Huit militaires des Forces armées de la RDC (FARDC) ont achevé, le 26 juin à Beni, une formation spécialisée de six semaines en neutralisation, enlèvement et destruction des engins explosifs (EOD).
Organisée par le Service de lutte antimines des Nations unies (UNMAS) de la MONUSCO, cette session marque la fin de la deuxième phase d’un programme lancé en avril 2026. Objectif : lutter contre les engins explosifs de guerre qui font de nombreuses victimes dans la région.

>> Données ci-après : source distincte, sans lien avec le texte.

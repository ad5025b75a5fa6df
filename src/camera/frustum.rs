//! View frustum planes for culling
//!
//! Planes are pulled straight out of the combined projection * view matrix
//! (Gribb/Hartmann). Clip-space depth runs from 0 at the near plane to w at
//! the far plane, so the near plane is row 2 on its own.

use crate::rasterizer::{Mat4, Vec3, Vec4};

/// Plane `normal . p + d = 0`, normal pointing into the frustum
#[derive(Debug, Clone, Copy, PartialEq)]
pub struct Plane {
    pub normal: Vec3,
    pub d: f32,
}

impl Plane {
    fn from_row(v: Vec4) -> Self {
        let normal = v.xyz();
        let len = normal.len();
        if len == 0.0 {
            return Self { normal, d: v.w };
        }
        Self {
            normal: normal.scale(1.0 / len),
            d: v.w / len,
        }
    }

    /// Signed distance, positive on the inside
    pub fn distance(&self, p: Vec3) -> f32 {
        self.normal.dot(p) + self.d
    }
}

/// Six clip planes of a perspective camera
#[derive(Debug, Clone, Copy, PartialEq)]
pub struct ViewFrustum {
    pub left: Plane,
    pub right: Plane,
    pub top: Plane,
    pub bottom: Plane,
    pub near: Plane,
    pub far: Plane,
}

impl ViewFrustum {
    /// Extract planes from `camera_to_projection * world_to_camera`
    pub fn from_matrix(m: &Mat4) -> Self {
        let (r0, r1, r2, r3) = (m.row(0), m.row(1), m.row(2), m.row(3));
        Self {
            left: Plane::from_row(r3 + r0),
            right: Plane::from_row(r3 - r0),
            top: Plane::from_row(r3 - r1),
            bottom: Plane::from_row(r3 + r1),
            near: Plane::from_row(r2),
            far: Plane::from_row(r3 - r2),
        }
    }

    pub fn planes(&self) -> [Plane; 6] {
        [self.left, self.right, self.top, self.bottom, self.near, self.far]
    }

    pub fn contains_point(&self, p: Vec3) -> bool {
        self.planes().iter().all(|plane| plane.distance(p) >= 0.0)
    }

    /// Conservative sphere test, true if any part may be visible
    pub fn intersects_sphere(&self, center: Vec3, radius: f32) -> bool {
        self.planes().iter().all(|plane| plane.distance(center) >= -radius)
    }
}
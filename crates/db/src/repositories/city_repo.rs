//! Repository for the `cities` table.

use estatia_core::naming::slugify;
use estatia_core::types::DbId;
use sqlx::PgPool;

use crate::models::city::{City, CreateCity, UpdateCity};

/// Column list for cities queries.
const COLUMNS: &str = "id, name, slug, created_at, updated_at";

/// CRUD operations for city master data.
pub struct CityRepo;

impl CityRepo {
    /// List all cities, ordered by name ascending.
    pub async fn list(pool: &PgPool) -> Result<Vec<City>, sqlx::Error> {
        let query = format!("SELECT {COLUMNS} FROM cities ORDER BY name ASC");
        sqlx::query_as::<_, City>(&query).fetch_all(pool).await
    }

    /// Find a city by its ID.
    pub async fn find_by_id(pool: &PgPool, id: DbId) -> Result<Option<City>, sqlx::Error> {
        let query = format!("SELECT {COLUMNS} FROM cities WHERE id = $1");
        sqlx::query_as::<_, City>(&query)
            .bind(id)
            .fetch_optional(pool)
            .await
    }

    /// Create a new city, returning the created row.
    ///
    /// The slug is derived from the name unless supplied explicitly.
    pub async fn create(pool: &PgPool, input: &CreateCity) -> Result<City, sqlx::Error> {
        let slug = input.slug.clone().unwrap_or_else(|| slugify(&input.name));
        let query = format!(
            "INSERT INTO cities (name, slug)
             VALUES ($1, $2)
             RETURNING {COLUMNS}"
        );
        sqlx::query_as::<_, City>(&query)
            .bind(&input.name)
            .bind(slug)
            .fetch_one(pool)
            .await
    }

    /// Update a city by ID, returning the updated row.
    pub async fn update(
        pool: &PgPool,
        id: DbId,
        input: &UpdateCity,
    ) -> Result<Option<City>, sqlx::Error> {
        let query = format!(
            "UPDATE cities SET
                name = COALESCE($2, name),
                slug = COALESCE($3, slug),
                updated_at = now()
             WHERE id = $1
             RETURNING {COLUMNS}"
        );
        sqlx::query_as::<_, City>(&query)
            .bind(id)
            .bind(&input.name)
            .bind(&input.slug)
            .fetch_optional(pool)
            .await
    }

    /// Delete a city by ID. Returns `true` if a row was deleted.
    pub async fn delete(pool: &PgPool, id: DbId) -> Result<bool, sqlx::Error> {
        let result = sqlx::query("DELETE FROM cities WHERE id = $1")
            .bind(id)
            .execute(pool)
            .await?;
        Ok(result.rows_affected() > 0)
    }
}
use std::sync::Arc;

use crate::config::ServerConfig;

/// Shared application state available to all Axum handlers via `State<AppState>`.
///
/// This is cheaply cloneable (inner data is behind `Arc` or is already `Clone`).
#[derive(Clone)]
pub struct AppState {
    /// Database connection pool.
    pub pool: estatia_db::DbPool,
    /// Server configuration.
    pub config: Arc<ServerConfig>,
}
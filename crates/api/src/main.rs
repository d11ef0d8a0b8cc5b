use std::net::SocketAddr;
use std::sync::Arc;

use tracing_subscriber::{layer::SubscriberExt, util::SubscriberInitExt};

use estatia_api::config::ServerConfig;
use estatia_api::router::build_app_router;
use estatia_api::state::AppState;

#[tokio::main]
async fn main() {
    dotenvy::dotenv().ok();

    // --- Tracing ---
    tracing_subscriber::registry()
        .with(
            tracing_subscriber::EnvFilter::try_from_default_env()
                .unwrap_or_else(|_| "estatia_api=debug,tower_http=debug".into()),
        )
        .with(tracing_subscriber::fmt::layer())
        .init();

    // --- Configuration ---
    let config = ServerConfig::from_env();
    tracing::info!(host = %config.host, port = %config.port, "Loaded server configuration");

    // --- Database ---
    let database_url = std::env::var("DATABASE_URL").expect("DATABASE_URL must be set");

    let pool = estatia_db::create_pool(&database_url)
        .await
        .expect("Failed to connect to database");
    tracing::info!("Database connection pool created");

    estatia_db::health_check(&pool)
        .await
        .expect("Database health check failed");
    tracing::info!("Database health check passed");

    estatia_db::run_migrations(&pool)
        .await
        .expect("Failed to run database migrations");
    tracing::info!("Database migrations applied");

    // --- App state + router ---
    let state = AppState {
        pool,
        config: Arc::new(config.clone()),
    };
    let app = build_app_router(state, &config);

    // --- Start server ---
    let addr = SocketAddr::new(
        config.host.parse().expect("Invalid HOST address"),
        config.port,
    );
    tracing::info!(%addr, "Starting server");

    let listener = tokio::net::TcpListener::bind(addr)
        .await
        .expect("Failed to bind to address");

    axum::serve(listener, app)
        .with_graceful_shutdown(shutdown_signal())
        .await
        .expect("Server error");

    tracing::info!("Graceful shutdown complete");
}

/// Wait for a termination signal to initiate graceful shutdown.
///
/// Handles both SIGINT (Ctrl-C) and SIGTERM (on Unix) so the server
/// shuts down cleanly whether stopped interactively or by a process
/// manager (e.g. systemd, Docker, Kubernetes).
async fn shutdown_signal() {
    let ctrl_c = async {
        tokio::signal::ctrl_c()
            .await
            .expect("Failed to install Ctrl-C handler");
    };

    #[cfg(unix)]
    let terminate = async {
        tokio::signal::unix::signal(tokio::signal::unix::SignalKind::terminate())
            .expect("Failed to install SIGTERM handler")
            .recv()
            .await;
    };

    #[cfg(not(unix))]
    let terminate = std::future::pending::<()>();

    tokio::select! {
        () = ctrl_c => {
            tracing::info!("Received SIGINT (Ctrl-C), starting graceful shutdown");
        }
        () = terminate => {
            tracing::info!("Received SIGTERM, starting graceful shutdown");
        }
    }
}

Durant la formation, les bénéficiaires ont acquis des compétences techniques avancées pour protéger les populations exposées aux munitions non explosées. Au programme : traumatologie, reconnaissance des munitions, sondage manuel, destruction sur place et en fourneau, marquage et organisation des chantiers de dépollution.
Pour le capitaine Sylvestre Paluku Kalubenge, participant à cette formation, l’initiative est salutaire, mais reste insuffisante sans moyens adéquats.
« Cette formation a été très utile. La MONUSCO a fait sa part, elle nous a donné de la matière. C’est à nous maintenant de la capitaliser. Mais il revient désormais au gouvernement de nous outiller. Si le gouvernement mettait davantage de moyens à notre disposition, je serais utile à la communauté et je sauverais beaucoup de vies humaines », a-t-il déclaré.
Le chef des opérations de l’UNMAS, Bruno Bouchardy, a rappelé l’enjeu de cette montée en compétence : « Ce savoir-faire acquis est désormais entre vos mains, c’est une responsabilité. C’est la preuve que la RDC s’approprie les outils nécessaires pour protéger sa population de manière autonome. Nous resterons à vos côtés, car la sécurité du Nord-Kivu est votre combat, mais aussi le nôtre. »
Les autorités provinciales ont salué cet appui. Le vice-gouverneur du Nord-Kivu, le commissaire divisionnaire Louis Secong Karawa, a demandé à la MONUSCO d’étendre cette formation :
« Je saisis cette opportunité pour demander à la MONUSCO et à l’UNMAS d’étendre cette formation aux unités de la Police nationale congolaise et au Centre congolais de lutte antimines afin de répondre aux besoins quotidiens liés à la sécurité des civils. »
Après une première phase de quatre semaines, validée le 15 mai 2026 (niveau 1), les huit militaires ont obtenu leur certification EOD niveau 2.
Cette initiative illustre l’engagement de la MONUSCO, à travers l’UNMAS, à réduire les menaces liées aux engins explosifs et à renforcer durablement la protection des civils dans l’Est de la RDC.